▶ Stored items from a collection:
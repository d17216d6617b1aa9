// ============================
// crates/backend-lib/src/auth/password.rs
// ============================
//! Password hashing and verification.
//!
//! New hashes are scrypt PHC strings. Verification also accepts argon2 hashes
//! so accounts imported from elsewhere keep working.
use crate::config::PasswordRequirements;
use argon2::Argon2;
use scrypt::{
    password_hash::{
        self, rand_core::OsRng, PasswordHash, PasswordHasher, PasswordVerifier, SaltString,
    },
    Params, Scrypt,
};
use thiserror::Error;
use zeroize::Zeroize;

#[derive(Error, Debug)]
pub enum PasswordError {
    #[error("invalid scrypt cost {0}")]
    Cost(u8),

    #[error("hashing failed: {0}")]
    Hash(#[from] password_hash::Error),

    #[error("hashing task failed")]
    Worker,
}

/// Hash a password using scrypt with `log_n = cost`
pub fn hash_password(plain: &str, cost: u8) -> Result<String, PasswordError> {
    let params = Params::new(cost, 8, 1, 32)
        .map_err(|_| PasswordError::Cost(cost))?;
    let salt = SaltString::generate(&mut OsRng);
    let hash = Scrypt
        .hash_password_customized(plain.as_bytes(), None, None, params, &salt)?
        .to_string();
    Ok(hash)
}

/// Verify a password against a stored hash. Unparseable hashes never match.
pub fn verify_password(hash: &str, plain: &str) -> bool {
    let parsed_hash = match PasswordHash::new(hash) {
        Ok(h) => h,
        Err(_) => return false,
    };
    let argon2 = Argon2::default();
    let verifiers: [&dyn PasswordVerifier; 2] = [&Scrypt, &argon2];
    parsed_hash.verify_password(&verifiers, plain).is_ok()
}

/// Securely hash a password and zeroize the original
pub fn hash_password_secure(plain: &mut String, cost: u8) -> Result<String, PasswordError> {
    let hash = hash_password(plain, cost);
    plain.zeroize();
    hash
}

/// Hash on the blocking pool; scrypt is deliberately slow
pub async fn hash_in_background(mut plain: String, cost: u8) -> Result<String, PasswordError> {
    tokio::task::spawn_blocking(move || hash_password_secure(&mut plain, cost))
        .await
        .map_err(|_| PasswordError::Worker)?
}

/// Verify on the blocking pool
pub async fn verify_in_background(hash: String, mut plain: String) -> bool {
    tokio::task::spawn_blocking(move || {
        let ok = verify_password(&hash, &plain);
        plain.zeroize();
        ok
    })
    .await
    .unwrap_or(false)
}

/// Check a password against the complexity requirements, collecting every
/// rule it breaks
pub fn validate_password_strength(
    password: &str,
    requirements: &PasswordRequirements,
) -> Result<(), Vec<String>> {
    let mut problems = Vec::new();

    if password.chars().count() < requirements.min_length {
        problems.push(format!(
            "Password must be at least {} characters long",
            requirements.min_length
        ));
    }

    if requirements.require_uppercase && !password.chars().any(char::is_uppercase) {
        problems.push("Password must contain at least one uppercase letter".to_string());
    }

    if requirements.require_lowercase && !password.chars().any(char::is_lowercase) {
        problems.push("Password must contain at least one lowercase letter".to_string());
    }

    if requirements.require_digit && !password.chars().any(|c| c.is_ascii_digit()) {
        problems.push("Password must contain at least one digit".to_string());
    }

    if requirements.require_special && password.chars().all(char::is_alphanumeric) {
        problems.push("Password must contain at least one special character".to_string());
    }

    if problems.is_empty() {
        Ok(())
    } else {
        Err(problems)
    }
}
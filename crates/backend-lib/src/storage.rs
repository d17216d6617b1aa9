// ============================
// crates/backend-lib/src/storage.rs
// ============================
//! Storage abstraction with an in-memory implementation.
//!
//! The trait is the seam for a durable backend. `MemoryStorage` keeps every
//! table in concurrent maps and enforces the uniqueness rules the rest of
//! the core relies on: unique email and username, at most one active reset
//! token per account, and absorbing credential revocation.
use crate::models::{
    Account, AccountId, IssuedCredential, NewAccount, NewNotification, Notification,
    PasswordResetToken, Revocation, SecurityLog,
};
use async_trait::async_trait;
use chrono::{DateTime, Utc};
use dashmap::DashMap;
use parking_lot::Mutex;
use std::collections::HashMap;
use std::sync::atomic::{AtomicU64, Ordering};
use std::sync::Arc;
use thiserror::Error;

/// Errors raised by a storage backend
#[derive(Error, Debug, Clone, PartialEq, Eq)]
pub enum StoreError {
    /// A uniqueness rule would be violated
    #[error("conflict: {0}")]
    Conflict(String),

    #[error("not found: {0}")]
    NotFound(String),

    /// The backend could not be reached
    #[error("storage unavailable: {0}")]
    Unavailable(String),
}

pub type StoreResult<T> = Result<T, StoreError>;
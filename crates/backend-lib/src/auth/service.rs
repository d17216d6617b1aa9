// ============================
// crates/backend-lib/src/auth/service.rs
// ============================
use crate::error::AppError;
use crate::models::{Account, AccountId, ClientMeta};
use async_trait::async_trait;
use talent_auth_common::{
    AdminLoginResponse, ChangePasswordRequest, ForgotPasswordRequest, LoginRequest,
    LoginResponse, LogoutAllResponse, LogoutRequest, MarkAllReadResponse, MessageResponse,
    NotificationView, RefreshRequest, RefreshResponse, RegisterRequest, RegisterResponse,
    ResetPasswordRequest, UnreadCountResponse, VerifyRequest,
};

/// Login body plus the cookie session opened with it
#[derive(Debug, Clone)]
pub struct LoginReply<T> {
    pub body: T,
    pub session_id: String,
}

/// Counts from a maintenance sweep
#[derive(Debug, Clone, Copy, Default, PartialEq, Eq)]
pub struct PurgeReport {
    pub credentials: usize,
    pub sessions: usize,
}

/// The auth gateway: one call per endpoint
#[async_trait]
pub trait AuthService: Send + Sync {
    async fn register(
        &self,
        req: RegisterRequest,
        meta: ClientMeta,
    ) -> Result<RegisterResponse, AppError>;

    async fn login(
        &self,
        req: LoginRequest,
        meta: ClientMeta,
    ) -> Result<LoginReply<LoginResponse>, AppError>;

    async fn admin_login(
        &self,
        req: LoginRequest,
        meta: ClientMeta,
    ) -> Result<LoginReply<AdminLoginResponse>, AppError>;

    async fn forgot_password(
        &self,
        req: ForgotPasswordRequest,
        meta: ClientMeta,
    ) -> Result<MessageResponse, AppError>;

    async fn reset_password(
        &self,
        req: ResetPasswordRequest,
        meta: ClientMeta,
    ) -> Result<MessageResponse, AppError>;

    async fn change_password(
        &self,
        account: &Account,
        req: ChangePasswordRequest,
        meta: ClientMeta,
    ) -> Result<MessageResponse, AppError>;

    /// `access` comes from the `Authorization` header, `session_id` from the
    /// cookie. None of them has to be live.
    async fn logout(
        &self,
        access: Option<String>,
        req: LogoutRequest,
        session_id: Option<String>,
        meta: ClientMeta,
    ) -> Result<MessageResponse, AppError>;

    async fn logout_all(
        &self,
        account: &Account,
        meta: ClientMeta,
    ) -> Result<LogoutAllResponse, AppError>;

    async fn refresh(
        &self,
        req: RefreshRequest,
        meta: ClientMeta,
    ) -> Result<RefreshResponse, AppError>;

    async fn verify(&self, req: VerifyRequest) -> Result<(), AppError>;

    /// Account behind an access credential
    async fn authenticate(&self, token: &str) -> Result<Account, AppError>;

    /// Account behind a cookie session
    async fn authenticate_session(&self, session_id: &str) -> Result<Account, AppError>;

    async fn notifications(&self, account_id: AccountId)
        -> Result<Vec<NotificationView>, AppError>;

    async fn mark_notification_read(
        &self,
        account_id: AccountId,
        notification_id: u64,
    ) -> Result<MessageResponse, AppError>;

    async fn mark_all_notifications_read(
        &self,
        account_id: AccountId,
    ) -> Result<MarkAllReadResponse, AppError>;

    async fn unread_count(&self, account_id: AccountId) -> Result<UnreadCountResponse, AppError>;

    /// Drop expired credential records and idle sessions
    async fn purge_expired(&self) -> Result<PurgeReport, AppError>;
}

▶ WHAT THE TASK REQUIRES: Please return every line from the first one in the records above down to the line containing "pub fn hash_password(plain: &str, cost: u8)", including both, exactly as written and nothing more.

▶ ANSWER BELOW:
repository d17216d6617b1aa9
// ============================
// crates/backend-lib/src/auth/password.rs
// ============================
//! Password hashing and verification.
//!
//! New hashes are scrypt PHC strings. Verification also accepts argon2 hashes
//! so accounts imported from elsewhere keep working.
use crate::config::PasswordRequirements;
use argon2::Argon2;
use scrypt::{
    password_hash::{
        self, rand_core::OsRng, PasswordHash, PasswordHasher, PasswordVerifier, SaltString,
    },
    Params, Scrypt,
};
use thiserror::Error;
use zeroize::Zeroize;

#[derive(Error, Debug)]
pub enum PasswordError {
    #[error("invalid scrypt cost {0}")]
    Cost(u8),

    #[error("hashing failed: {0}")]
    Hash(#[from] password_hash::Error),

    #[error("hashing task failed")]
    Worker,
}

/// Hash a password using scrypt with `log_n = cost`
pub fn hash_password(plain: &str, cost: u8) -> Result<String, PasswordError> {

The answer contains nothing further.